Another part of Biden’s plan would tackle the high cost of prescription drugs, an issue that President Donald Trump has sought to address.

His most significant idea would limit launch prices for cutting-edge drugs that can cost hundreds of thousands of dollars. He’d also hold pharmaceutical price increases to the inflation rate, allow Medicare to negotiate with drugmakers, and clear the way for patients to import drugs from abroad.

Overall, Biden’s campaign estimates his plan would cover 97% of those eligible.

He’d also restore Obama’s unpopular fines on people who go without health insurance, which were repealed by Congress.

THE POOR AND THE MIDDLE CLASS

“Obamacare” and the Republican backlash against it had unintended consequences both for low-income uninsured people and for middle-class consumers who once purchased their own policies but can no longer afford the high premiums.

Many GOP-led states have turned down the ACA’s Medicaid expansion. Nationally, nearly 5 million low-income people would gain coverage if all states expanded Medicaid. Biden would enroll them in the public option at no cost to them or their state.

That might well upset leaders in mostly Democratic states that embraced the Medicaid expansion and are helping pay for it. But campaign policy director Feldman says Biden “is done with” letting state politics interfere with coverage.

For middle-class people who buy their own health insurance, Biden would lift the ACA’s income limit on subsidies to help pay premiums.

ACA critic Robert Laszewski calls that a welcome fix. “Biden has done what needed to be done,” said Laszewski, a consultant and blogger. “The fundamental problem is that the middle class can’t afford the Obamacare policy.”

THE COST

After expected savings on prescription drugs and elsewhere, the Biden campaign estimates the plan’s net cost at $750 billion over 10 years, paid for by raising taxes on upper-income people and on investment income.

By comparison, “Medicare for All” is projected to cost $30 trillion to $40 trillion over 10 years.

While Biden’s plan clearly would cost less, health economist Gail Wilensky says she’s skeptical of the campaign number.
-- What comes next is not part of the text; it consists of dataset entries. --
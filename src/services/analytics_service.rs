//! Analytics service layer
//!
//! Turns an analytics request into click store queries and shapes the
//! result. All windows are half-open and measured in UTC.
//!
//! # Modes
//!
//! - default: totals, unique IPs, user agent groups and 7/30-day/all-time counts
//! - by day (`YYYY-MM-DD`) and by month (`YYYY-MM`): the same figures within one calendar period
//! - by field (`browser`, `os`, `device`): all-time counts grouped on that one column

use std::collections::HashMap;
use std::sync::Arc;

use chrono::{DateTime, Datelike, Days, Months, NaiveDate, NaiveTime, Utc};
use serde::Serialize;
use tracing::debug;

use crate::analytics::user_agent::UNKNOWN;
use crate::errors::{LinkmeterError, Result};
use crate::storage::{
    AnalyticsField, FieldCountRow, PeriodCounts, SeaOrmStorage, TimeWindow, UserAgentCountRow,
};

// ============ Request ============

#[derive(Debug, Clone, Copy, PartialEq, Eq)]
pub enum AnalyticsMode {
    Default,
    ByDay(NaiveDate),
    ByMonth { year: i32, month: u32 },
    ByField(AnalyticsField),
}

impl AnalyticsMode {
    /// Build a mode from the `by` and `value` query parameters.
    pub fn parse(by: Option<&str>, value: Option<&str>) -> Result<Self> {
        let value = value.map(str::trim).filter(|v| !v.is_empty());

        match by.map(str::trim).unwrap_or_default() {
            "" => Ok(AnalyticsMode::Default),
            "day" => {
                let value = value.ok_or_else(|| {
                    LinkmeterError::validation("'value' must be specified for day analytics")
                })?;
                let day = NaiveDate::parse_from_str(value, "%Y-%m-%d").map_err(|_| {
                    LinkmeterError::validation("invalid date format, must be YYYY-MM-DD")
                })?;
                Ok(AnalyticsMode::ByDay(day))
            }
            "month" => {
                let value = value.ok_or_else(|| {
                    LinkmeterError::validation("'value' must be specified for month analytics")
                })?;
                let first = NaiveDate::parse_from_str(&format!("{}-01", value), "%Y-%m-%d")
                    .map_err(|_| {
                        LinkmeterError::validation("invalid month format, must be YYYY-MM")
                    })?;
                Ok(AnalyticsMode::ByMonth {
                    year: first.year(),
                    month: first.month(),
                })
            }
            field => Ok(AnalyticsMode::ByField(field.parse()?)),
        }
    }

    /// The `[from, to)` window for day and month modes.
    pub fn window(&self) -> Result<Option<TimeWindow>> {
        let (start, end) = match *self {
            AnalyticsMode::ByDay(day) => {
                let next = day
                    .checked_add_days(Days::new(1))
                    .ok_or_else(|| LinkmeterError::validation("date out of range"))?;
                (day, next)
            }
            AnalyticsMode::ByMonth { year, month } => {
                let first = NaiveDate::from_ymd_opt(year, month, 1)
                    .ok_or_else(|| LinkmeterError::validation("invalid month"))?;
                let next = first
                    .checked_add_months(Months::new(1))
                    .ok_or_else(|| LinkmeterError::validation("month out of range"))?;
                (first, next)
            }
            AnalyticsMode::Default | AnalyticsMode::ByField(_) => return Ok(None),
        };

        Ok(Some(TimeWindow::between(midnight(start), midnight(end))))
    }
}

fn midnight(day: NaiveDate) -> DateTime<Utc> {
    day.and_time(NaiveTime::MIN).and_utc()
}

// ============ Results ============

#[derive(Debug, Clone, PartialEq, Eq, Serialize)]
pub struct UserAgentStat {
    pub browser: String,
    pub os: String,
    pub device: String,
    pub count: u64,
}

#[derive(Debug, Clone, PartialEq, Eq, Serialize)]
pub struct FieldStat {
    pub value: String,
    pub count: u64,
}

#[derive(Debug, Clone, Serialize)]
pub struct OverviewAnalytics {
    pub short: String,
    pub total_clicks: u64,
    pub unique_ips: u64,
    pub user_agents: Vec<UserAgentStat>,
    pub period: PeriodCounts,
}

#[derive(Debug, Clone, Serialize)]
pub struct PeriodAnalytics {
    pub short: String,
    pub total_clicks: u64,
    pub unique_ips: u64,
    pub user_agents: Vec<UserAgentStat>,
    pub from: DateTime<Utc>,
    pub to: DateTime<Utc>,
}

#[derive(Debug, Clone, Serialize)]
pub struct FieldAnalytics {
    pub short: String,
    pub field: &'static str,
    pub stats: Vec<FieldStat>,
    pub period: PeriodCounts,
}

#[derive(Debug, Clone, Serialize)]
#[serde(untagged)]
pub enum AggregationResult {
    Overview(OverviewAnalytics),
    Period(PeriodAnalytics),
    Field(FieldAnalytics),
}

// ============ Service ============

pub struct AnalyticsService {
    storage: Arc<SeaOrmStorage>,
}

impl AnalyticsService {
    pub fn new(storage: Arc<SeaOrmStorage>) -> Self {
        Self { storage }
    }

    pub async fn aggregate(&self, code: &str, mode: AnalyticsMode) -> Result<AggregationResult> {
        self.aggregate_at(code, mode, Utc::now()).await
    }

    /// Aggregate from raw `by`/`value` query parameters.
    ///
    /// An unknown code is `NotFound` even when the filter is also invalid.
    pub async fn aggregate_query(
        &self,
        code: &str,
        by: Option<&str>,
        value: Option<&str>,
    ) -> Result<AggregationResult> {
        self.ensure_exists(code).await?;
        let mode = AnalyticsMode::parse(by, value)?;
        self.run(code, mode, Utc::now()).await
    }

    /// Same as [`aggregate`](Self::aggregate) with the 7/30-day periods
    /// measured back from `now`.
    pub async fn aggregate_at(
        &self,
        code: &str,
        mode: AnalyticsMode,
        now: DateTime<Utc>,
    ) -> Result<AggregationResult> {
        self.ensure_exists(code).await?;
        self.run(code, mode, now).await
    }

    // Expired aliases still have analytics; only unknown codes are rejected.
    async fn ensure_exists(&self, code: &str) -> Result<()> {
        if !self.storage.alias_exists(code).await? {
            return Err(LinkmeterError::not_found(format!(
                "Short link '{}' not found",
                code
            )));
        }
        Ok(())
    }

    async fn run(
        &self,
        code: &str,
        mode: AnalyticsMode,
        now: DateTime<Utc>,
    ) -> Result<AggregationResult> {
        debug!("Aggregating analytics for '{}' ({:?})", code, mode);
        let storage = &self.storage;

        match mode {
            AnalyticsMode::Default => {
                let (total_clicks, unique_ips, user_agents, period) = tokio::try_join!(
                    storage.count_clicks(code, None),
                    storage.count_unique_ips(code, None),
                    storage.user_agent_breakdown(code, None),
                    storage.period_counts(code, now),
                )?;

                Ok(AggregationResult::Overview(OverviewAnalytics {
                    short: code.to_string(),
                    total_clicks,
                    unique_ips,
                    user_agents: merge_user_agents(user_agents),
                    period,
                }))
            }
            AnalyticsMode::ByDay(_) | AnalyticsMode::ByMonth { .. } => {
                let window = mode
                    .window()?
                    .ok_or_else(|| LinkmeterError::internal("calendar mode without a window"))?;

                let (total_clicks, unique_ips, user_agents) = tokio::try_join!(
                    storage.count_clicks(code, Some(window)),
                    storage.count_unique_ips(code, Some(window)),
                    storage.user_agent_breakdown(code, Some(window)),
                )?;

                Ok(AggregationResult::Period(PeriodAnalytics {
                    short: code.to_string(),
                    total_clicks,
                    unique_ips,
                    user_agents: merge_user_agents(user_agents),
                    from: window.start,
                    to: window.end.unwrap_or(now),
                }))
            }
            AnalyticsMode::ByField(field) => {
                let (rows, period) = tokio::try_join!(
                    storage.field_breakdown(code, field),
                    storage.period_counts(code, now),
                )?;

                Ok(AggregationResult::Field(FieldAnalytics {
                    short: code.to_string(),
                    field: field.as_str(),
                    stats: merge_field_rows(rows),
                    period,
                }))
            }
        }
    }
}

fn or_unknown(value: Option<String>) -> String {
    value
        .filter(|v| !v.is_empty())
        .unwrap_or_else(|| UNKNOWN.to_string())
}

/// Fold NULL groups into the literal "Unknown" group and re-sort by count.
fn merge_user_agents(rows: Vec<UserAgentCountRow>) -> Vec<UserAgentStat> {
    let mut merged: Vec<UserAgentStat> = Vec::with_capacity(rows.len());
    let mut index: HashMap<(String, String, String), usize> = HashMap::new();

    for row in rows {
        let key = (
            or_unknown(row.browser),
            or_unknown(row.os),
            or_unknown(row.device),
        );
        let count = row.count.max(0) as u64;
        match index.get(&key) {
            Some(&i) => merged[i].count += count,
            None => {
                index.insert(key.clone(), merged.len());
                merged.push(UserAgentStat {
                    browser: key.0,
                    os: key.1,
                    device: key.2,
                    count,
                });
            }
        }
    }

    merged.sort_by(|a, b| b.count.cmp(&a.count));
    merged
}

fn merge_field_rows(rows: Vec<FieldCountRow>) -> Vec<FieldStat> {
    let mut merged: Vec<FieldStat> = Vec::with_capacity(rows.len());
    let mut index: HashMap<String, usize> = HashMap::new();

    for row in rows {
        let value = or_unknown(row.value);
        let count = row.count.max(0) as u64;
        match index.get(&value) {
            Some(&i) => merged[i].count += count,
            None => {
                index.insert(value.clone(), merged.len());
                merged.push(FieldStat { value, count });
            }
        }
    }

    merged.sort_by(|a, b| b.count.cmp(&a.count));
    merged
}
//! Logging system initialization
//!
//! Sets up the global `tracing` subscriber from the `[logging]` section.

use std::path::Path;

use anyhow::{Context, Result};
use tracing_appender::non_blocking::WorkerGuard;
use tracing_appender::rolling;

use crate::config::LoggingConfig;

/// Install the global subscriber.
///
/// The returned `WorkerGuard` must be kept alive for the whole program so
/// buffered lines are flushed on exit. Call once, after config is loaded.
pub fn init_logging(config: &LoggingConfig) -> Result<WorkerGuard> {
    let to_file = config.file.as_deref().filter(|f| !f.is_empty());

    let writer: Box<dyn std::io::Write + Send + Sync> = match to_file {
        Some(log_file) if config.enable_rotation => {
            let path = Path::new(log_file);
            let dir = path.parent().unwrap_or(Path::new("."));
            let prefix = path
                .file_name()
                .and_then(|f| f.to_str())
                .unwrap_or("linkmeter.log")
                .trim_end_matches(".log")
                .to_string();
            let appender = rolling::Builder::new()
                .rotation(rolling::Rotation::DAILY)
                .filename_prefix(prefix)
                .filename_suffix("log")
                .max_log_files(config.max_backups.max(1) as usize)
                .build(dir)
                .context("Failed to create rolling log appender")?;
            Box::new(appender)
        }
        Some(log_file) => {
            let file = std::fs::OpenOptions::new()
                .create(true)
                .append(true)
                .open(log_file)
                .with_context(|| format!("Failed to open log file {}", log_file))?;
            Box::new(file)
        }
        None => Box::new(std::io::stdout()),
    };

    let (non_blocking_writer, guard) = tracing_appender::non_blocking(writer);
    let filter = tracing_subscriber::EnvFilter::try_new(&config.level)
        .with_context(|| format!("Invalid log level filter '{}'", config.level))?;

    let subscriber_builder = tracing_subscriber::fmt()
        .with_writer(non_blocking_writer)
        .with_env_filter(filter)
        .with_level(true)
        .with_ansi(to_file.is_none());

    let installed = if config.format == "json" {
        subscriber_builder.json().try_init()
    } else {
        subscriber_builder.try_init()
    };
    installed.map_err(|e| anyhow::anyhow!("Failed to install tracing subscriber: {}", e))?;

    Ok(guard)
}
“Campaigns want to underestimate the cost and overestimate the benefits and make the financing sound easier than it will be,” said Wilensky, a longtime Republican adviser.

And on and on the discussion goes as to what the eventual Democratic presidential candidate will actually stick with and possibly what we all may have to live with. More on this discussion in the many weeks before and after the 2020 election.

Hoping that you all are enjoying your Labor Day weekend and the “end” of summer!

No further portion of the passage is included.